Lux, Jim jim at luxfamily.com
Fri Jan 8 14:06:31 UTC 2021


On 1/8/21 12:24 AM, Poul-Henning Kamp wrote:
> --------
> Steven Sommars writes:
>
>> There is a ~600-700 msec RTT between the ground NTP servers and the ISS NTP server.
> How stable is that ?
>
> Is there a lot of sample-to-sample jitter ?
>
> Have they clamped the poll-rate on the S2 ?
>
If the pathway is like the ones to/from ISS that I am familiar with, 
they're using the Ku-band or S-band link through TDRSS. In both cases, 
the signal has to go from White Sands (or Guam) up to TDRSS, which is in 
GEO, and then back down to ISS.  There are also handoffs  between, say, 
TDRSS W  and TDRSS E, where there will be a gap in comms, and then it 
will resume, with a different light time delay.

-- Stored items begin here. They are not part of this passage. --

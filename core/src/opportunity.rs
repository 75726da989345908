//! Opportunity scoring: which keywords are worth optimisation effort.
//!
//! score = volume × 1/position × (100 − difficulty)/100
//!
//! Rewards high volume, an already-good position and low difficulty.
//! Keywords at position 1 have nothing left to gain and are excluded.

use crate::{
    arithmetic::safe_divide,
    config::ForecastConfig,
    ctr_model::CtrModel,
    error::{SeoError, SeoResult},
    record::{validate_records, KeywordRecord},
    types::{Keyword, Position},
};
use serde::{Deserialize, Serialize};

#[derive(Debug, Clone, PartialEq, Serialize, Deserialize)]
pub struct Opportunity {
    pub keyword:            Keyword,
    pub current_position:   Position,
    pub search_volume:      u64,
    pub keyword_difficulty: f64,
    pub opportunity_score:  f64,
    pub current_clicks_est: f64,
    /// Clicks if the keyword reached the target position.
    pub potential_clicks:   f64,
    pub click_increase:     f64,
}

/// Score a single record. Pure formula, no filtering.
pub fn opportunity_score(record: &KeywordRecord) -> f64 {
    record.search_volume as f64
        * safe_divide(1.0, record.current_position, 0.0)
        * safe_divide(100.0 - record.keyword_difficulty, 100.0, 0.0)
}

/// Rank opportunities using a CTR model built from `records` themselves.
pub fn identify_opportunities(
    records: &[KeywordRecord],
    min_volume: u64,
    max_position: Position,
    config: &ForecastConfig,
) -> SeoResult<Vec<Opportunity>> {
    if records.is_empty() {
        log::warn!("opportunity: no records supplied");
        return Ok(Vec::new());
    }
    validate_records(records)?;
    let model = CtrModel::from_records(records, &config.ctr_model);
    identify_with_model(
        records,
        min_volume,
        max_position,
        config.opportunity.target_position,
        &model,
    )
}

/// Rank opportunities against an existing CTR model.
///
/// Keeps records with `search_volume >= min_volume` and
/// `1 < current_position <= max_position`, sorted by score descending
/// (ties by keyword). An empty result is not an error.
pub fn identify_with_model(
    records: &[KeywordRecord],
    min_volume: u64,
    max_position: Position,
    target_position: Position,
    model: &CtrModel,
) -> SeoResult<Vec<Opportunity>> {
    if !max_position.is_finite() {
        return Err(SeoError::InvalidParameter {
            name:   "max_position",
            reason: format!("{max_position} must be finite"),
        });
    }

    let target_ctr = model.lookup(target_position);

    let mut ranked: Vec<Opportunity> = records
        .iter()
        .filter(|r| {
            r.search_volume >= min_volume
                && r.current_position > 1.0
                && r.current_position <= max_position
        })
        .map(|r| {
            let volume = r.search_volume as f64;
            let current_clicks_est = volume * model.lookup(r.current_position);
            let potential_clicks = volume * target_ctr;
            Opportunity {
                keyword:            r.keyword.clone(),
                current_position:   r.current_position,
                search_volume:      r.search_volume,
                keyword_difficulty: r.keyword_difficulty,
                opportunity_score:  opportunity_score(r),
                current_clicks_est,
                potential_clicks,
                click_increase:     potential_clicks - current_clicks_est,
            }
        })
        .collect();

    ranked.sort_by(|a, b| {
        b.opportunity_score
            .total_cmp(&a.opportunity_score)
            .then_with(|| a.keyword.cmp(&b.keyword))
    });

    if ranked.is_empty() {
        log::warn!(
            "opportunity: no keywords with volume>={min_volume} and position in (1, {max_position}]"
        );
    } else {
        log::debug!("opportunity: ranked {} keywords", ranked.len());
    }
    Ok(ranked)
}
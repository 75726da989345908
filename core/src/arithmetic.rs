//! Guarded arithmetic shared by every numeric component.
//!
//! RULE: any division whose denominator comes from user data
//! (impressions, totals, volumes, investment) goes through safe_divide().
//! Division by a literal positive constant may use `/` directly.

/// Divide `numerator` by `denominator`, returning `fallback` when the
/// denominator is zero, NaN or infinite, or when the quotient itself is
/// not finite (e.g. a NaN or infinite numerator).
pub fn safe_divide(numerator: f64, denominator: f64, fallback: f64) -> f64 {
    if denominator == 0.0 || !denominator.is_finite() {
        return fallback;
    }
    let result = numerator / denominator;
    if result.is_finite() {
        result
    } else {
        fallback
    }
}

/// Round half away from zero to `decimals` places. Non-finite input yields 0.
pub fn round_to(value: f64, decimals: u32) -> f64 {
    if !value.is_finite() {
        return 0.0;
    }
    let scale = 10f64.powi(decimals as i32);
    let rounded = (value * scale).round() / scale;
    if rounded.is_finite() { rounded } else { 0.0 }
}

/// Replace NaN/Infinite with 0.
pub fn finite_or_zero(value: f64) -> f64 {
    if value.is_finite() { value } else { 0.0 }
}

There will also be some delays in translating the IP packets in and out 
of the data streams, which encapsulate IP datagrams in some other packet 
form (I can't remember if they're using CCSDS AOS or something else, but 
there's a fair amount of encapsulation and segmentation going on to put 
the IP traffic into a virtual channel).  There could be delays in the 
processing at HOSC that change during a pass, depending on their 
buffering strategy.

This is a propagation path that I suspect NTP is just not designed to 
deal with.

And, oh yes, getting diagnostic information or changes is quite the 
tedious process, taking many days, typically.